Bill reminded himself to read the pavement signs before he crossed the street. It was so perfectly damn sensible they ought to make it the law in every city, long-lettered words in white paint that tell you which way to look if you want to live.

He wasn’t interested in seeing London. He’d seen it before. A glimpse of Trafalgar Square from a taxi, three routine seconds of memory, aura, repetition, the place unchanged despite construction fences and plastic sheeting—a dream locus, a double-ness that famous places share, making them seem remote and unreceptive but at the same time intimately familiar, an experience you’ve been carrying forever. The pavement signs were the only things he paid attention to. Look left. Look right. They seemed to speak to the whole vexed question of existence.

He hated these shoes. His ribs felt soft today. There was a slight seizing in his throat.

He wanted to get back to the hotel and sleep a while. He wasn’t staying at the place in Mayfair that Charlie had mentioned. He was in a middling gray relic and already beginning to grouse to himself about reimbursement.

In his room he took off his shirt and blew on the inside of the collar, getting rid of lint and hair, drying the light sweat. He had Lizzie’s overnight bag with his robe and pajamas and there were some socks, underwear and toilet articles he’d bought in Boston.

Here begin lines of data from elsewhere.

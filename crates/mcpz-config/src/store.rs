use crate::document::ConfigDocument;
use crate::lock::{FileLock, DEFAULT_LOCK_WAIT};
use crate::validate::validate;
use mcpz_core::{McpzError, McpzResult};
use std::path::{Path, PathBuf};
use std::time::Duration;
use tracing::{debug, info};

/// Whole-document persistence for [`ConfigDocument`].
///
/// Every load migrates and validates; every save validates first and writes
/// through a temp file renamed over the target, under an advisory lock.
#[derive(Debug, Clone)]
pub struct ConfigStore {
    path: PathBuf,
    lock_wait: Duration,
}

impl ConfigStore {
    /// A store for the config file at `path`. The file need not exist yet.
    pub fn new(path: impl Into<PathBuf>) -> Self {
        Self {
            path: path.into(),
            lock_wait: DEFAULT_LOCK_WAIT,
        }
    }

    /// Bound the wait for a contended lock.
    pub fn with_lock_wait(mut self, wait: Duration) -> Self {
        self.lock_wait = wait;
        self
    }

    /// Path of the config file.
    pub fn path(&self) -> &Path {
        &self.path
    }

    /// Read, migrate and validate the document. A missing file yields an
    /// empty current-version document.
    pub async fn load(&self) -> McpzResult<ConfigDocument> {
        let contents = match tokio::fs::read_to_string(&self.path).await {
            Ok(contents) => contents,
            Err(e) if e.kind() == std::io::ErrorKind::NotFound => {
                debug!(path = %self.path.display(), "No config file, using defaults");
                return Ok(ConfigDocument::default());
            }
            Err(e) => {
                return Err(McpzError::ConfigUnreadable(format!(
                    "{}: {e}",
                    self.path.display()
                )))
            }
        };

        let raw: serde_json::Value = serde_json::from_str(&contents).map_err(|e| {
            McpzError::ConfigCorrupt(format!("{}: {e}", self.path.display()))
        })?;
        ConfigDocument::from_value(&raw)
    }

    /// Validate and persist the whole document.
    pub async fn save(&self, doc: &ConfigDocument) -> McpzResult<()> {
        let _lock = self.lock().await?;
        self.write_unlocked(doc).await
    }

    /// Locked read-modify-write. `edit` runs on a copy of the current
    /// document; nothing is written if it fails or the result is invalid.
    pub async fn update<T, F>(&self, edit: F) -> McpzResult<T>
    where
        F: FnOnce(&mut ConfigDocument) -> McpzResult<T>,
    {
        let _lock = self.lock().await?;
        let mut doc = self.load().await?;
        let out = edit(&mut doc)?;
        self.write_unlocked(&doc).await?;
        Ok(out)
    }

    async fn lock(&self) -> McpzResult<FileLock> {
        FileLock::acquire(&self.path, self.lock_wait).await
    }

    async fn write_unlocked(&self, doc: &ConfigDocument) -> McpzResult<()> {
        validate(doc).map_err(|e| {
            McpzError::ConfigWriteFailed(format!("document failed validation: {e}"))
        })?;

        let json = serde_json::to_string_pretty(doc)
            .map_err(|e| McpzError::ConfigWriteFailed(e.to_string()))?;
        write_atomic(&self.path, json.as_bytes())
            .await
            .map_err(|e| McpzError::ConfigWriteFailed(format!("{}: {e}", self.path.display())))?;

        info!(
            path = %self.path.display(),
            servers = doc.servers.len(),
            toolboxes = doc.toolboxes.len(),
            "Config saved"
        );
        Ok(())
    }
}

/// Write `bytes` to a temp sibling and rename it over `path`.
pub(crate) async fn write_atomic(path: &Path, bytes: &[u8]) -> std::io::Result<()> {
    if let Some(parent) = path.parent() {
        tokio::fs::create_dir_all(parent).await?;
    }
    let mut tmp_name = path
        .file_name()
        .map(std::ffi::OsStr::to_os_string)
        .unwrap_or_default();
    tmp_name.push(format!(".tmp-{}", std::process::id()));
    let tmp = path.with_file_name(tmp_name);

    tokio::fs::write(&tmp, bytes).await?;
    if let Err(e) = tokio::fs::rename(&tmp, path).await {
        let _ = tokio::fs::remove_file(&tmp).await;
        return Err(e);
    }
    Ok(())
}
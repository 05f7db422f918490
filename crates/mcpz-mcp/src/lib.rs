//! MCP protocol adapter for mcpz.
//!
//! This is the only crate that speaks the wire protocol. It provides the
//! JSON-RPC message types, the two tool-schema dialects and translation
//! between them, a stdio client for talking to server processes, and the
//! composed [`Endpoint`] together with the loop that serves it.

/// Stdio MCP client.
pub mod client;
/// Tool-schema dialects and translation.
pub mod dialect;
/// The composed endpoint.
pub mod endpoint;
/// JSON-RPC and MCP wire types.
pub mod protocol;
/// Serving an endpoint over a byte stream.
pub mod server;

pub use client::McpClient;
pub use dialect::{translate_schema, Dialect};
pub use endpoint::{Endpoint, RegisteredTool, ToolBackend, ToolRoute};
pub use protocol::{InitializeResult, McpContent, McpToolResult};
pub use server::serve;
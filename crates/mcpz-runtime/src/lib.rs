//! Run-plan resolution and instance lifecycle management for mcpz.
//!
//! [`resolve`] turns a [`RunRequest`] into a [`ResolvedRunPlan`];
//! [`InstanceManager`] launches the plan, supervises each process, and
//! persists every instance to an [`InstanceStore`] so later invocations can
//! stop or reclaim it.

/// Launch results and endpoint composition.
pub mod handle;
/// Persisted instance records and their state machine.
pub mod instance;
/// Launching, supervising and stopping instances.
pub mod manager;
/// Process spawning and liveness seams.
pub mod process;
/// Durable instance registries.
pub mod registry;
/// Turning a run request into a run plan.
pub mod resolver;

pub use handle::{LaunchFailure, RunHandle, RunningInstance};
pub use instance::{InstanceRecord, InstanceStatus};
pub use manager::{InstanceManager, ManagerOptions};
pub use process::{
    Handshake, Liveness, ProcessSpawner, ProcessTable, ServerProcess, StdioSpawner,
    SystemProcessTable,
};
pub use registry::{FileInstanceStore, InstanceStore, MemoryInstanceStore};
pub use resolver::{
    active_plugins, active_skills, resolve, Collision, ResolvedRunPlan, RunRequest, SkillTool,
};
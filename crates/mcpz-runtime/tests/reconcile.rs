#![allow(clippy::unwrap_used, clippy::expect_used)]

//! Reconciling and stopping instances left behind by another controller.

mod common;

use common::{fast_options, plan, specs, Behavior, FakeSpawner, FakeTable};
use mcpz_core::McpzError;
use mcpz_runtime::{
    FileInstanceStore, InstanceManager, InstanceRecord, InstanceStatus, InstanceStore, Liveness,
};
use std::sync::Arc;
use tokio_util::sync::CancellationToken;

const PREVIOUS_OWNER: u32 = 90_001;

fn record(server: &str, pid: u32, status: InstanceStatus) -> InstanceRecord {
    let mut record = InstanceRecord::starting(server, Some(pid), PREVIOUS_OWNER);
    if status != InstanceStatus::Starting {
        assert!(record.transition(status));
    }
    record
}

struct Fixture {
    _dir: tempfile::TempDir,
    store: Arc<FileInstanceStore>,
    table: Arc<FakeTable>,
    manager: InstanceManager,
}

fn fixture() -> Fixture {
    let dir = tempfile::tempdir().unwrap();
    let store = Arc::new(FileInstanceStore::new(dir.path().join("instances.json")));
    let table = Arc::new(FakeTable::default());
    let manager = InstanceManager::new(
        store.clone(),
        Arc::new(FakeSpawner::default()),
        table.clone(),
        fast_options(),
    );
    Fixture {
        _dir: dir,
        store,
        table,
        manager,
    }
}

#[tokio::test]
async fn test_reconcile_sweeps_by_liveness_and_is_idempotent() {
    let f = fixture();
    let gone = record("gone", 101, InstanceStatus::Running);
    let unknown = record("unknown", 102, InstanceStatus::Running);
    let alive = record("alive", 103, InstanceStatus::Running);
    let orphan = record("orphan", 104, InstanceStatus::Starting);
    let exited = record("exited", 105, InstanceStatus::Exited);
    for r in [&gone, &unknown, &alive, &orphan, &exited] {
        f.store.put(r).await.unwrap();
    }
    f.table.set(102, Liveness::Unknown);
    f.table.set(103, Liveness::Alive);
    f.table.set(104, Liveness::Alive);

    let first = f.manager.reconcile().await.unwrap();
    let status_of = |records: &[InstanceRecord], server: &str| {
        records
            .iter()
            .find(|r| r.server_name == server)
            .map(|r| r.status)
    };

    assert_eq!(first.len(), 3);
    assert_eq!(status_of(&first, "gone"), None);
    assert_eq!(status_of(&first, "exited"), None);
    assert_eq!(status_of(&first, "unknown"), Some(InstanceStatus::Unreachable));
    assert_eq!(status_of(&first, "alive"), Some(InstanceStatus::Running));
    assert_eq!(status_of(&first, "orphan"), Some(InstanceStatus::Unreachable));

    let second = f.manager.reconcile().await.unwrap();
    let ids = |records: &[InstanceRecord]| {
        records
            .iter()
            .map(|r| (r.id.clone(), r.status))
            .collect::<Vec<_>>()
    };
    assert_eq!(ids(&first), ids(&second));
}

#[tokio::test]
async fn test_starting_record_with_live_owner_is_left_alone() {
    let f = fixture();
    let starting = record("booting", 201, InstanceStatus::Starting);
    f.store.put(&starting).await.unwrap();
    f.table.set(201, Liveness::Alive);
    f.table.running.lock().unwrap().insert(PREVIOUS_OWNER);

    let records = f.manager.reconcile().await.unwrap();
    assert_eq!(records[0].status, InstanceStatus::Starting);
}

#[tokio::test]
async fn test_stop_foreign_instance_kills_by_pid() {
    let f = fixture();
    let alive = record("alive", 301, InstanceStatus::Running);
    f.store.put(&alive).await.unwrap();
    f.table.set(301, Liveness::Alive);

    f.manager.stop(&alive.id).await.unwrap();
    assert_eq!(*f.table.killed.lock().unwrap(), [301]);
    assert!(f.store.get(&alive.id).await.unwrap().is_none());
}

#[tokio::test]
async fn test_stop_foreign_instance_that_survives_times_out() {
    let f = fixture();
    let stubborn = record("stubborn", 302, InstanceStatus::Running);
    f.store.put(&stubborn).await.unwrap();
    f.table.set(302, Liveness::Alive);
    f.table.unkillable.lock().unwrap().insert(302);

    let err = f.manager.stop(&stubborn.id).await.unwrap_err();
    assert!(matches!(err, McpzError::StopTimeout(ref id) if id == &stubborn.id));
    let kept = f.store.get(&stubborn.id).await.unwrap().unwrap();
    assert_eq!(kept.status, InstanceStatus::Unreachable);
}

#[tokio::test]
async fn test_unconfirmed_pid_is_never_killed() {
    let f = fixture();
    let unsure = record("unsure", 303, InstanceStatus::Running);
    f.store.put(&unsure).await.unwrap();
    f.table.set(303, Liveness::Unknown);

    let err = f.manager.stop(&unsure.id).await.unwrap_err();
    assert!(matches!(err, McpzError::StopTimeout(_)));
    assert!(f.table.killed.lock().unwrap().is_empty());
    assert!(f.store.get(&unsure.id).await.unwrap().is_some());
}

#[tokio::test]
async fn test_second_controller_sees_and_reclaims_first_controllers_instances() {
    let dir = tempfile::tempdir().unwrap();
    let path = dir.path().join("instances.json");

    let spawner = Arc::new(FakeSpawner::new(&[
        ("a", Behavior::Serve(vec!["t"])),
        ("b", Behavior::Serve(vec!["t"])),
    ]));
    let first = InstanceManager::new(
        Arc::new(FileInstanceStore::new(&path)),
        spawner.clone(),
        Arc::new(FakeTable::default()),
        fast_options(),
    )
    .with_owner_pid(PREVIOUS_OWNER);
    let handle = first
        .launch(&plan(specs(&["a", "b"])), &CancellationToken::new())
        .await
        .unwrap();

    // `a` is still up, `b` died with its controller
    let table = Arc::new(FakeTable::default());
    table.set(handle.instances[0].record.pid.unwrap(), Liveness::Alive);

    let second = InstanceManager::new(
        Arc::new(FileInstanceStore::new(&path)),
        spawner,
        table,
        fast_options(),
    );
    assert_eq!(second.list().await.unwrap().len(), 2);

    let survivors = second.reconcile().await.unwrap();
    assert_eq!(survivors.len(), 1);
    assert_eq!(survivors[0].server_name, "a");
    assert_eq!(survivors[0].owner_pid, PREVIOUS_OWNER);

    second.stop(&survivors[0].id).await.unwrap();
    assert!(second.list().await.unwrap().is_empty());
}
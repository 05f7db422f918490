use mcpz_config::PluginOrigin;
use mcpz_core::{McpzError, McpzResult, ServerOrigin, ServerSpec, ToolDefinition};
use serde::{Deserialize, Serialize};
use std::collections::BTreeMap;
use std::path::{Path, PathBuf};

/// A plugin found by a capability source.
#[derive(Debug, Clone, PartialEq)]
pub struct PluginDescriptor {
    /// Package or manifest name.
    pub id: String,
    /// Version from the manifest.
    pub version: String,
    /// Where the plugin was found.
    pub origin: PluginOrigin,
    /// Contributed servers, each with origin `plugin:<id>`.
    pub servers: Vec<ServerSpec>,
    /// Manifest the plugin was read from.
    pub path: PathBuf,
}

/// A skill found by a capability source.
#[derive(Debug, Clone, PartialEq)]
pub struct SkillDescriptor {
    /// Skill name.
    pub id: String,
    /// Version from the manifest.
    pub version: String,
    /// One-line summary.
    pub description: String,
    /// Text returned when one of the skill's tools is called.
    pub instructions: String,
    /// Tools the skill contributes.
    pub tools: Vec<ToolDefinition>,
    /// Manifest the skill was read from.
    pub path: PathBuf,
}

/// `{name, version, mcpz: {servers: [...]}}`, either a standalone manifest
/// or a package's own `package.json`.
#[derive(Debug, Clone, Deserialize)]
pub struct PluginManifest {
    /// Package name, used as the plugin id.
    pub name: String,
    /// Package version.
    #[serde(default)]
    pub version: String,
    /// Absent for packages that are not mcpz plugins.
    pub mcpz: Option<PluginSection>,
}

/// The `mcpz` key of a plugin manifest.
#[derive(Debug, Clone, Default, Deserialize)]
pub struct PluginSection {
    /// Servers the plugin contributes.
    #[serde(default)]
    pub servers: Vec<ManifestServer>,
}

/// One server entry of a plugin manifest.
#[derive(Debug, Clone, Deserialize)]
pub struct ManifestServer {
    /// Server name.
    pub name: String,
    /// Executable to launch.
    pub command: String,
    /// Command-line arguments.
    #[serde(default)]
    pub args: Vec<String>,
    /// Environment-variable overrides.
    #[serde(default)]
    pub env: BTreeMap<String, String>,
    /// Loopback port the server listens on.
    #[serde(default)]
    pub port: Option<u16>,
}

/// A skill manifest, as stored in `skill.json` or the skill cache.
#[derive(Debug, Clone, PartialEq, Serialize, Deserialize)]
pub struct SkillManifest {
    /// Skill name, also accepted as `id`.
    #[serde(alias = "id")]
    pub name: String,
    /// Skill version.
    #[serde(default)]
    pub version: String,
    /// One-line summary.
    #[serde(default)]
    pub description: String,
    /// Text returned when a tool of the skill is called.
    #[serde(default, skip_serializing_if = "String::is_empty")]
    pub instructions: String,
    /// Tools the skill contributes.
    #[serde(default)]
    pub tools: Vec<ToolDefinition>,
}

impl PluginManifest {
    /// Parse a manifest. `Ok(None)` means the JSON is a package without an
    /// `mcpz` section, which is not a plugin.
    pub fn parse(contents: &str) -> McpzResult<Option<Self>> {
        let manifest: Self = serde_json::from_str(contents)?;
        if manifest.mcpz.is_none() {
            return Ok(None);
        }
        if manifest.name.trim().is_empty() {
            return Err(McpzError::Discovery("plugin manifest has no name".into()));
        }
        Ok(Some(manifest))
    }

    /// Turn the manifest into a descriptor whose servers carry origin `plugin:<name>`.
    pub fn into_descriptor(self, origin: PluginOrigin, path: &Path) -> PluginDescriptor {
        let id = self.name;
        let servers = self
            .mcpz
            .unwrap_or_default()
            .servers
            .into_iter()
            .map(|s| ServerSpec {
                name: s.name,
                command: s.command,
                args: s.args,
                env: s.env,
                port: s.port,
                origin: ServerOrigin::Plugin(id.clone()),
            })
            .collect();
        PluginDescriptor {
            id,
            version: self.version,
            origin,
            servers,
            path: path.to_path_buf(),
        }
    }
}

impl SkillManifest {
    /// Parse a skill manifest from JSON.
    pub fn parse(contents: &str) -> McpzResult<Self> {
        let manifest: Self = serde_json::from_str(contents)?;
        if manifest.name.trim().is_empty() {
            return Err(McpzError::Discovery("skill manifest has no name".into()));
        }
        Ok(manifest)
    }

    /// Turn the manifest into a descriptor read from `path`.
    pub fn into_descriptor(self, path: &Path) -> SkillDescriptor {
        SkillDescriptor {
            id: self.name,
            version: self.version,
            description: self.description,
            instructions: self.instructions,
            tools: self.tools,
            path: path.to_path_buf(),
        }
    }
}
//! Line-delimited JSON-RPC loop that serves an [`Endpoint`] over a byte
//! stream (stdio for `mcpz run`).

use crate::endpoint::Endpoint;
use crate::protocol::{
    IncomingMessage, JsonRpcError, OutgoingResponse, INTERNAL_ERROR, INVALID_PARAMS, METHOD_NOT_FOUND,
    PARSE_ERROR,
};
use mcpz_core::McpzResult;
use serde_json::Value;
use std::sync::Arc;
use tokio::io::{AsyncBufReadExt, AsyncRead, AsyncWrite, AsyncWriteExt, BufReader};
use tokio::sync::mpsc;
use tracing::{debug, error, info, warn};

/// Serve `endpoint` until `reader` reaches EOF.
///
/// Requests are answered in arrival order except `tools/call`, which runs
/// on its own task so a slow tool does not stall `ping` or `tools/list`.
pub async fn serve<R, W>(endpoint: Arc<Endpoint>, reader: R, writer: W) -> McpzResult<()>
where
    R: AsyncRead + Unpin,
    W: AsyncWrite + Unpin + Send + 'static,
{
    let (tx, rx) = mpsc::channel::<OutgoingResponse>(64);
    let writer_task = tokio::spawn(write_loop(writer, rx));

    let mut lines = BufReader::new(reader).lines();
    while let Some(line) = lines.next_line().await? {
        let trimmed = line.trim();
        if trimmed.is_empty() {
            continue;
        }

        let msg: IncomingMessage = match serde_json::from_str(trimmed) {
            Ok(msg) => msg,
            Err(e) => {
                debug!(error = %e, "Unparseable request");
                let _ = tx
                    .send(OutgoingResponse::err(Value::Null, PARSE_ERROR, e.to_string()))
                    .await;
                continue;
            }
        };

        let (Some(id), Some(method)) = (msg.id, msg.method) else {
            // notifications and stray responses need no answer
            continue;
        };

        if method == "tools/call" {
            let endpoint = Arc::clone(&endpoint);
            let tx = tx.clone();
            tokio::spawn(async move {
                let response = match call(&endpoint, msg.params).await {
                    Ok(result) => OutgoingResponse::ok(id, result),
                    Err(e) => error_response(id, e),
                };
                let _ = tx.send(response).await;
            });
            continue;
        }

        let response = match dispatch(&endpoint, &method, msg.params) {
            Ok(result) => OutgoingResponse::ok(id, result),
            Err(e) => error_response(id, e),
        };
        if tx.send(response).await.is_err() {
            break;
        }
    }

    info!(endpoint = %endpoint.name(), "Client closed the stream");
    drop(tx);
    match writer_task.await {
        Ok(result) => result,
        Err(e) => {
            error!(error = %e, "Endpoint writer task failed");
            Ok(())
        }
    }
}

/// Answer a non-`tools/call` request.
pub fn dispatch(
    endpoint: &Endpoint,
    method: &str,
    params: Option<Value>,
) -> Result<Value, JsonRpcError> {
    match method {
        "initialize" => {
            if let Some(requested) = mismatched_version(endpoint, params.as_ref()) {
                warn!(
                    endpoint = %endpoint.name(),
                    requested,
                    served = %endpoint.dialect().protocol_version(),
                    "Client asked for a different protocol version"
                );
            }
            serde_json::to_value(endpoint.initialize_result())
                .map_err(|e| rpc_error(INTERNAL_ERROR, e.to_string()))
        }
        "ping" => Ok(serde_json::json!({})),
        "tools/list" => Ok(serde_json::json!({ "tools": endpoint.list_tools() })),
        other => Err(rpc_error(
            METHOD_NOT_FOUND,
            format!("method '{other}' not found"),
        )),
    }
}

/// The `protocolVersion` a client sent with `initialize`, when it is not the
/// one the endpoint serves.
fn mismatched_version<'p>(endpoint: &Endpoint, params: Option<&'p Value>) -> Option<&'p str> {
    params?
        .get("protocolVersion")
        .and_then(Value::as_str)
        .filter(|v| *v != endpoint.dialect().protocol_version())
}

async fn call(endpoint: &Endpoint, params: Option<Value>) -> Result<Value, JsonRpcError> {
    let params = params.unwrap_or(Value::Null);
    let name = params
        .get("name")
        .and_then(Value::as_str)
        .ok_or_else(|| rpc_error(INVALID_PARAMS, "missing tool name"))?;
    let arguments = params
        .get("arguments")
        .cloned()
        .unwrap_or_else(|| serde_json::json!({}));

    let result = endpoint
        .call_tool(name, arguments)
        .await
        .map_err(|e| rpc_error(INVALID_PARAMS, e.to_string()))?;
    serde_json::to_value(result).map_err(|e| rpc_error(INTERNAL_ERROR, e.to_string()))
}

async fn write_loop<W>(mut writer: W, mut rx: mpsc::Receiver<OutgoingResponse>) -> McpzResult<()>
where
    W: AsyncWrite + Unpin,
{
    while let Some(response) = rx.recv().await {
        let mut line = serde_json::to_string(&response)?;
        line.push('\n');
        writer.write_all(line.as_bytes()).await?;
        writer.flush().await?;
    }
    Ok(())
}

fn rpc_error(code: i64, message: impl Into<String>) -> JsonRpcError {
    JsonRpcError {
        code,
        message: message.into(),
        data: None,
    }
}

fn error_response(id: Value, e: JsonRpcError) -> OutgoingResponse {
    OutgoingResponse {
        jsonrpc: "2.0",
        id,
        result: None,
        error: Some(e),
    }
}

He didn’t know if he wanted to do this thing. It didn’t feel so right anymore. He had a foreboding, the little clinging tightness in the throat that he knew so well from his work, the times he was afraid and hemmed in by doubt, knowing there was something up ahead he didn’t want to face, a character, a life he thought he could not handle.

He called Charlie’s hotel.

“Where are you, Bill?”

“I can see a hospital from my window.”

“And you find this encouraging.”

“I look for one thing in a hotel. Proximity to the essential services.”

“You’re supposed to be at the Chesterfield.”

“The very name is incompatible with my price structure. It smells of figured velvet.”

“You’re not paying. We’re paying.”

“I understood about the plane fare.”

“And the hotel. It goes without saying. And the incidentals. Do you want me to see if the room’s still available?”

“I’m settled in here.”

“What’s the name of the place?”

“It’ll come to me in a minute. In the meantime tell me if we’re set for this evening.”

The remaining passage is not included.